Could you print every record exactly as it stands?

☆ ☆ ☆ ☆ ☆ ☆ ☆

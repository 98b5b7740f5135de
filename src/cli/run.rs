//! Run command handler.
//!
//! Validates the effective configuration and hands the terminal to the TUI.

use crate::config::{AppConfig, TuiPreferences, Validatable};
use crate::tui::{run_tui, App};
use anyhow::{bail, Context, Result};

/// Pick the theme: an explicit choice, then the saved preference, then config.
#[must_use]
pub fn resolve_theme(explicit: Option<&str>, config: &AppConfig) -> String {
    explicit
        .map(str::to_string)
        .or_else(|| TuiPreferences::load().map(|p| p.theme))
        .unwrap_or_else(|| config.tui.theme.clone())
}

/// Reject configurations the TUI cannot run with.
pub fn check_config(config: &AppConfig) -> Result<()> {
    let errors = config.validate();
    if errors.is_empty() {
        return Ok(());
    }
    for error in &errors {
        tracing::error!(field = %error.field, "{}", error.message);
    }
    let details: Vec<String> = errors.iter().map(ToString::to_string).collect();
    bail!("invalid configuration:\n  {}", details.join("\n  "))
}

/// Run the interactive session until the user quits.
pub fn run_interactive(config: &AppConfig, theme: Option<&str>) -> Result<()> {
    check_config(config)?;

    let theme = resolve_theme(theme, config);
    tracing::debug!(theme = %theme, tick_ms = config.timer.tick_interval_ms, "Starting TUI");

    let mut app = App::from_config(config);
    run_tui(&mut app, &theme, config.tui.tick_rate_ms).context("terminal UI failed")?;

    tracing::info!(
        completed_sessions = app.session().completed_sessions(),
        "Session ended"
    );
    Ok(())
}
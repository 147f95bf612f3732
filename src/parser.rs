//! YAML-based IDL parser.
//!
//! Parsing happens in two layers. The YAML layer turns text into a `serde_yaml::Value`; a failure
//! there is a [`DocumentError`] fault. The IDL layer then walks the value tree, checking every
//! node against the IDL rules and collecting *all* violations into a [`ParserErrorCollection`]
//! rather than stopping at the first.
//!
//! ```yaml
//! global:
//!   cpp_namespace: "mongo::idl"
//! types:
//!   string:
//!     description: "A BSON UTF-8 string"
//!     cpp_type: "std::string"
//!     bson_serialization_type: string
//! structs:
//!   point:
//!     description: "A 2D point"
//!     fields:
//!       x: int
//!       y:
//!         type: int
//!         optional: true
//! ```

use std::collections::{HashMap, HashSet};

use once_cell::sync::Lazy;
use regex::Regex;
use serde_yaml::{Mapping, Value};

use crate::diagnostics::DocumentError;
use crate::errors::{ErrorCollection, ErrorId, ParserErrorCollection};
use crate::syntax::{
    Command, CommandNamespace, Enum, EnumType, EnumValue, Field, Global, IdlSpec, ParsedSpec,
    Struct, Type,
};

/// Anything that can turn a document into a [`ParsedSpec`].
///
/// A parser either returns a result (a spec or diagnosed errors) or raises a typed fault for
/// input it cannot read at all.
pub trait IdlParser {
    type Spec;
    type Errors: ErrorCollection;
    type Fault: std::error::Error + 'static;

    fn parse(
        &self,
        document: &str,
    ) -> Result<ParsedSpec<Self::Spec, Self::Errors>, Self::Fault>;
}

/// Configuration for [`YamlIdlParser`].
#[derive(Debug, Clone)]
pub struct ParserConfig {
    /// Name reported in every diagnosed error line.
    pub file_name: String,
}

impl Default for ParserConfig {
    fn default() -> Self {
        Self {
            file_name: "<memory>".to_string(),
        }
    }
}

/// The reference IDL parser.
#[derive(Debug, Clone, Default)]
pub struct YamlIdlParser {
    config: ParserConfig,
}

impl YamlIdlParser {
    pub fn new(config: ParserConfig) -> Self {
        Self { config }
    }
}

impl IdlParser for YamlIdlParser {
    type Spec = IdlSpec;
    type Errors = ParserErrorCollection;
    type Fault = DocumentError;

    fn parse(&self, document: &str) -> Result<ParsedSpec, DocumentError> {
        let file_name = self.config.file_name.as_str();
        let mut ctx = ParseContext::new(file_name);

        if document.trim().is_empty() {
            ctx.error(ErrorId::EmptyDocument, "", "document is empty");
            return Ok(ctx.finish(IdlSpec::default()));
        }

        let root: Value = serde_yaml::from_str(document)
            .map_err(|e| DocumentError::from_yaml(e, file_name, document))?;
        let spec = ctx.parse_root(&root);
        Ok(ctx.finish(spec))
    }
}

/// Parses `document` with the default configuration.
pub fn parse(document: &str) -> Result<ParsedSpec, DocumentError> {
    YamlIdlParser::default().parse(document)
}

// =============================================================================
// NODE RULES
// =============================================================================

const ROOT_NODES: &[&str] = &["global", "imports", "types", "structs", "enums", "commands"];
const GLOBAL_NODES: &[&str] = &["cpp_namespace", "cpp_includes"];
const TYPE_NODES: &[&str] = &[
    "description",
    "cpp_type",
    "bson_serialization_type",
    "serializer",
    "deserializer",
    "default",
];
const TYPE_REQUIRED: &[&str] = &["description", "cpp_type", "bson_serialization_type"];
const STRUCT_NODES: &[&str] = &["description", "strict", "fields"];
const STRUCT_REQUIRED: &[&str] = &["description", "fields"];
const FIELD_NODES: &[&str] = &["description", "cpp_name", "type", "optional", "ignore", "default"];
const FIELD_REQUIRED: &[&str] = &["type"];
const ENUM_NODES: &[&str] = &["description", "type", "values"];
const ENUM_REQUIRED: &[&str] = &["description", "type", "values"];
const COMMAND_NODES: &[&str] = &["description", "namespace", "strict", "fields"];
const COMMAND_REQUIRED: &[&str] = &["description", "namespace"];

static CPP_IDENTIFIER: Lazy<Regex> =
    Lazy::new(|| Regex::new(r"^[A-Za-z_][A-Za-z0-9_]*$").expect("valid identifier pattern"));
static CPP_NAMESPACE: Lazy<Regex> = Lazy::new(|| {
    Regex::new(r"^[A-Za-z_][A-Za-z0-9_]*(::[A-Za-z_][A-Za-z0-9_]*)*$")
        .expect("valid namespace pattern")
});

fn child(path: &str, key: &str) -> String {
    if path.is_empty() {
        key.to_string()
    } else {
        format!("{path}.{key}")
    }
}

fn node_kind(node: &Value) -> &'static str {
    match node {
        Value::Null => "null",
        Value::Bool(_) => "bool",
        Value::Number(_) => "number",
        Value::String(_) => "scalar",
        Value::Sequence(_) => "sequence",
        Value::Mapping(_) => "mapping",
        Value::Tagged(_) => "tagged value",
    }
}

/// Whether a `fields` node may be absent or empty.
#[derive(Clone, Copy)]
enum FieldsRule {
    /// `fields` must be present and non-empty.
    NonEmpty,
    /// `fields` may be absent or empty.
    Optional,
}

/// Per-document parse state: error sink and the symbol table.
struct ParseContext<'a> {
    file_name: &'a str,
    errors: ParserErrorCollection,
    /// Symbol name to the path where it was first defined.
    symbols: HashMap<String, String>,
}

☆ ☆ ☆ ☆ ☆ ☆ ☆

# Solved problem
repository 98b5b7740f5135de
filename src/cli/run.rs
//! Run command handler.
//!
//! Validates the effective configuration and hands the terminal to the TUI.

use crate::config::{AppConfig, TuiPreferences, Validatable};
use crate::tui::{run_tui, App};
use anyhow::{bail, Context, Result};

/// Pick the theme: an explicit choice, then the saved preference, then config.
#[must_use]
pub fn resolve_theme(explicit: Option<&str>, config: &AppConfig) -> String {
    explicit
        .map(str::to_string)
        .or_else(|| TuiPreferences::load().map(|p| p.theme))
        .unwrap_or_else(|| config.tui.theme.clone())
}

/// Reject configurations the TUI cannot run with.
pub fn check_config(config: &AppConfig) -> Result<()> {
    let errors = config.validate();
    if errors.is_empty() {
        return Ok(());
    }
    for error in &errors {
        tracing::error!(field = %error.field, "{}", error.message);
    }
    let details: Vec<String> = errors.iter().map(ToString::to_string).collect();
    bail!("invalid configuration:\n  {}", details.join("\n  "))
}

/// Run the interactive session until the user quits.
pub fn run_interactive(config: &AppConfig, theme: Option<&str>) -> Result<()> {
    check_config(config)?;

    let theme = resolve_theme(theme, config);
    tracing::debug!(theme = %theme, tick_ms = config.timer.tick_interval_ms, "Starting TUI");

    let mut app = App::from_config(config);
    run_tui(&mut app, &theme, config.tui.tick_rate_ms).context("terminal UI failed")?;

    tracing::info!(
        completed_sessions = app.session().completed_sessions(),
        "Session ended"
    );
    Ok(())
}
repository 147f95bf612f3732
filename src/parser.rs
//! YAML-based IDL parser.
//!
//! Parsing happens in two layers. The YAML layer turns text into a `serde_yaml::Value`; a failure
//! there is a [`DocumentError`] fault. The IDL layer then walks the value tree, checking every
//! node against the IDL rules and collecting *all* violations into a [`ParserErrorCollection`]
//! rather than stopping at the first.
//!
//! ```yaml
//! global:
//!   cpp_namespace: "mongo::idl"
//! types:
//!   string:
//!     description: "A BSON UTF-8 string"
//!     cpp_type: "std::string"
//!     bson_serialization_type: string
//! structs:
//!   point:
//!     description: "A 2D point"
//!     fields:
//!       x: int
//!       y:
//!         type: int
//!         optional: true
//! ```

use std::collections::{HashMap, HashSet};

use once_cell::sync::Lazy;
use regex::Regex;
use serde_yaml::{Mapping, Value};

use crate::diagnostics::DocumentError;
use crate::errors::{ErrorCollection, ErrorId, ParserErrorCollection};
use crate::syntax::{
    Command, CommandNamespace, Enum, EnumType, EnumValue, Field, Global, IdlSpec, ParsedSpec,
    Struct, Type,
};

/// Anything that can turn a document into a [`ParsedSpec`].
///
/// A parser either returns a result (a spec or diagnosed errors) or raises a typed fault for
/// input it cannot read at all.
pub trait IdlParser {
    type Spec;
    type Errors: ErrorCollection;
    type Fault: std::error::Error + 'static;

    fn parse(
        &self,
        document: &str,
    ) -> Result<ParsedSpec<Self::Spec, Self::Errors>, Self::Fault>;
}

/// Configuration for [`YamlIdlParser`].
#[derive(Debug, Clone)]
pub struct ParserConfig {
    /// Name reported in every diagnosed error line.
    pub file_name: String,
}

impl Default for ParserConfig {
    fn default() -> Self {
        Self {
            file_name: "<memory>".to_string(),
        }
    }
}

/// The reference IDL parser.
#[derive(Debug, Clone, Default)]
pub struct YamlIdlParser {
    config: ParserConfig,
}

impl YamlIdlParser {
    pub fn new(config: ParserConfig) -> Self {
        Self { config }
    }
}

impl IdlParser for YamlIdlParser {
    type Spec = IdlSpec;
    type Errors = ParserErrorCollection;
    type Fault = DocumentError;

    fn parse(&self, document: &str) -> Result<ParsedSpec, DocumentError> {
        let file_name = self.config.file_name.as_str();
        let mut ctx = ParseContext::new(file_name);

        if document.trim().is_empty() {
            ctx.error(ErrorId::EmptyDocument, "", "document is empty");
            return Ok(ctx.finish(IdlSpec::default()));
        }

        let root: Value = serde_yaml::from_str(document)
            .map_err(|e| DocumentError::from_yaml(e, file_name, document))?;
        let spec = ctx.parse_root(&root);
        Ok(ctx.finish(spec))
    }
}

/// Parses `document` with the default configuration.
pub fn parse(document: &str) -> Result<ParsedSpec, DocumentError> {
    YamlIdlParser::default().parse(document)
}

// =============================================================================
// NODE RULES
// =============================================================================

const ROOT_NODES: &[&str] = &["global", "imports", "types", "structs", "enums", "commands"];
const GLOBAL_NODES: &[&str] = &["cpp_namespace", "cpp_includes"];
const TYPE_NODES: &[&str] = &[
    "description",
    "cpp_type",
    "bson_serialization_type",
    "serializer",
    "deserializer",
    "default",
];
const TYPE_REQUIRED: &[&str] = &["description", "cpp_type", "bson_serialization_type"];
const STRUCT_NODES: &[&str] = &["description", "strict", "fields"];
const STRUCT_REQUIRED: &[&str] = &["description", "fields"];
const FIELD_NODES: &[&str] = &["description", "cpp_name", "type", "optional", "ignore", "default"];
const FIELD_REQUIRED: &[&str] = &["type"];
const ENUM_NODES: &[&str] = &["description", "type", "values"];
const ENUM_REQUIRED: &[&str] = &["description", "type", "values"];
const COMMAND_NODES: &[&str] = &["description", "namespace", "strict", "fields"];
const COMMAND_REQUIRED: &[&str] = &["description", "namespace"];

static CPP_IDENTIFIER: Lazy<Regex> =
    Lazy::new(|| Regex::new(r"^[A-Za-z_][A-Za-z0-9_]*$").expect("valid identifier pattern"));
static CPP_NAMESPACE: Lazy<Regex> = Lazy::new(|| {
    Regex::new(r"^[A-Za-z_][A-Za-z0-9_]*(::[A-Za-z_][A-Za-z0-9_]*)*$")
        .expect("valid namespace pattern")
});

fn child(path: &str, key: &str) -> String {
    if path.is_empty() {
        key.to_string()
    } else {
        format!("{path}.{key}")
    }
}

fn node_kind(node: &Value) -> &'static str {
    match node {
        Value::Null => "null",
        Value::Bool(_) => "bool",
        Value::Number(_) => "number",
        Value::String(_) => "scalar",
        Value::Sequence(_) => "sequence",
        Value::Mapping(_) => "mapping",
        Value::Tagged(_) => "tagged value",
    }
}

/// Whether a `fields` node may be absent or empty.
#[derive(Clone, Copy)]
enum FieldsRule {
    /// `fields` must be present and non-empty.
    NonEmpty,
    /// `fields` may be absent or empty.
    Optional,
}

/// Per-document parse state: error sink and the symbol table.
struct ParseContext<'a> {
    file_name: &'a str,
    errors: ParserErrorCollection,
    /// Symbol name to the path where it was first defined.
    symbols: HashMap<String, String>,
}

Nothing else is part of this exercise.